Background & Motivation

Galactic archaeology aims to reveal the formation and evolution processes of galaxies by studying the chemo-dynamical history of stars. However, astronomy is fundamentally an observational science where controlled experiments are impossible. Consequently, there is a crucial need to deeply understand the causal mechanisms underlying astrophysical variables, rather than relying solely on correlations.

Traditional methods rely on human intuition to match observational data through forward modeling, which is inherently limited by human understanding of complex systems. More importantly, several critical physical quantities in stellar evolution—such as the birth radius and guiding radius—are unobservable latent variables. These latent variables confound the relationships among observables, making causal inference highly challenging.

The core motivation of this paper is to investigate whether automated causal graph inference can automatically discover these hidden physical quantities and their causal relationships with observables from purely observational data.

Method

Overall Architecture

A three-stage pipeline is adopted:

  1. Causal Structure Discovery: Identify latent variables and the causal graph structure from the covariance patterns of five observable variables using the RLCD algorithm.
  2. Parameter Estimation: Quantify the strength of causal relationships (edge coefficients) via maximum likelihood estimation.
  3. Latent Variable Inference: Estimate the corresponding latent variable values for each individual star.
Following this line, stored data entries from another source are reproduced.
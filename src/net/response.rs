/// A fetched scene or tile, fully buffered.
#[derive(Debug)]
pub struct Response {
    pub status: u16,
    /// Canonical reason phrase, `"Unknown"` for non-standard codes
    pub status_text: String,
    pub body: Vec<u8>,
}

impl Response {
    pub(crate) async fn read(res: reqwest::Response) -> Result<Self, reqwest::Error> {
        let status = res.status();

        Ok(Self {
            status: status.as_u16(),
            status_text: status.canonical_reason().unwrap_or("Unknown").to_string(),
            body: res.bytes().await?.to_vec(),
        })
    }

    pub fn is_success(&self) -> bool {
        (200..300).contains(&self.status)
    }
}
//! CLI frontend for the Lifepath table engine.

mod commands;

use std::path::PathBuf;
use std::process;

use clap::{Parser, Subcommand};
use lp_mechanics::RollMode;
use tracing_subscriber::EnvFilter;

use commands::resolve::ResolveArgs;

#[derive(Parser)]
#[command(
    name = "lifepath",
    about = "Lifepath: table-driven character background generation",
    version,
    propagate_version = true
)]
struct Cli {
    /// Log every resolution step to stderr
    #[arg(short, long, global = true)]
    verbose: bool,

    #[command(subcommand)]
    command: Commands,
}

#[derive(Subcommand)]
enum Commands {
    /// Roll dice, e.g. `d20` or `3d6`
    Roll {
        /// Dice notation
        dice: String,

        /// Roll twice and keep the higher result
        #[arg(long, conflicts_with = "disadvantage")]
        advantage: bool,

        /// Roll twice and keep the lower result
        #[arg(long)]
        disadvantage: bool,

        /// Named modifier, e.g. `--mod cuMod=2` (repeatable)
        #[arg(short = 'm', long = "mod", value_parser = commands::parse_modifier)]
        modifiers: Vec<(String, i32)>,

        /// RNG seed for a reproducible roll
        #[arg(short, long)]
        seed: Option<u64>,
    },

    /// Validate a table file and summarize its tables
    Check {
        /// JSON table file
        file: PathBuf,
    },

    /// List the tables in a table file
    List {
        /// JSON table file
        file: PathBuf,

        /// Only tables of this category (e.g. race, youth)
        #[arg(short, long)]
        category: Option<String>,

        /// Only tables available to this subject (JSON file)
        #[arg(long)]
        subject: Option<PathBuf>,
    },

    /// Resolve a table against a subject
    Resolve(ResolveArgs),
}

fn init_logging(verbose: bool) {
    let filter = if verbose {
        EnvFilter::new("debug")
    } else {
        EnvFilter::try_from_default_env().unwrap_or_else(|_| EnvFilter::new("warn"))
    };
    tracing_subscriber::fmt()
        .with_env_filter(filter)
        .with_writer(std::io::stderr)
        .with_target(false)
        .init();
}

fn main() {
    let cli = Cli::parse();
    init_logging(cli.verbose);

    let result = match cli.command {
        Commands::Roll {
            dice,
            advantage,
            disadvantage,
            modifiers,
            seed,
        } => {
            let mode = if advantage {
                RollMode::Advantage
            } else if disadvantage {
                RollMode::Disadvantage
            } else {
                RollMode::Normal
            };
            commands::roll::run(&dice, mode, &modifiers, seed)
        }
        Commands::Check { file } => commands::check::run(&file),
        Commands::List {
            file,
            category,
            subject,
        } => commands::list::run(&file, category.as_deref(), subject.as_deref()),
        Commands::Resolve(args) => commands::resolve::run(&args),
    };

    if let Err(e) = result {
        eprintln!("error: {e}");
        process::exit(1);
    }
}
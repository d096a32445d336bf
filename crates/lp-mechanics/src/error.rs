//! Error types for the mechanics layer.

/// Errors that can occur while parsing or rolling dice.
#[derive(Debug, Clone, PartialEq, Eq, thiserror::Error)]
pub enum MechError {
    /// The dice specification is not of the form `<count>d<sides>`.
    #[error("invalid dice notation: \"{0}\"")]
    InvalidDiceNotation(String),

    /// Modifier bounds with `min > max`.
    #[error("invalid modifier bounds: [{min}, {max}]")]
    InvalidBounds {
        /// Lower bound.
        min: i32,
        /// Upper bound.
        max: i32,
    },
}

/// Convenience result type for mechanics operations.
pub type MechResult<T> = Result<T, MechError>;
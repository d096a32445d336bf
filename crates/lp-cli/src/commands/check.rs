use std::path::Path;

use comfy_table::{ContentArrangement, Table};

pub fn run(file: &Path) -> Result<(), String> {
    let registry = super::load_registry(file)?;

    let mut table = Table::new();
    table.set_content_arrangement(ContentArrangement::Dynamic);
    table.set_header(vec!["Id", "Name", "Dice", "Entries", "Range", "Subtables"]);

    for id in registry.ids() {
        let Some(t) = registry.get(id) else {
            continue;
        };
        let range = t
            .bounds()
            .map(|(lo, hi)| format!("{lo}-{hi}"))
            .unwrap_or_default();
        table.add_row(vec![
            t.id.clone(),
            t.name.clone(),
            t.dice.clone(),
            t.entries.len().to_string(),
            range,
            t.subtables.len().to_string(),
        ]);
    }

    println!("{table}");
    println!();
    println!(
        "  All checks passed for '{}': {} table{}",
        file.display(),
        registry.len(),
        if registry.len() == 1 { "" } else { "s" }
    );

    Ok(())
}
The inputs are five observable stellar attributes:

  • Metallicity [Fe/H]: The abundance ratio of iron to hydrogen in a star.
  • Age: The chronological age of the star.
  • Vertical Action \(J_z\): An orbital parameter describing the motion of the star perpendicular to the Galactic disk.
  • Angular Momentum \(L_z\): The angular momentum of the star rotating around the Galactic center.
  • Eccentricity \(e\): The degree of deviation of the stellar orbit from a perfect circle.

Key Designs

RLCD Algorithm

RLCD (Rank-based Latent Causal Discovery) is the core algorithm used in this work. Its key insight is that latent variables leave detectable statistical signatures in the covariance matrix of observed variables, which manifest as rank deficiencies.

Mechanism of the algorithm:

  • Analyze the covariance patterns among observable variables.
  • When latent variables are present, they constrain these covariance patterns in a detectable way.
  • By identifying rank deficiencies in the covariance matrix, the algorithm determines: (a) the number of latent variables, (b) which observables are affected by each latent variable, and (c) whether causal relationships exist among the latent variables.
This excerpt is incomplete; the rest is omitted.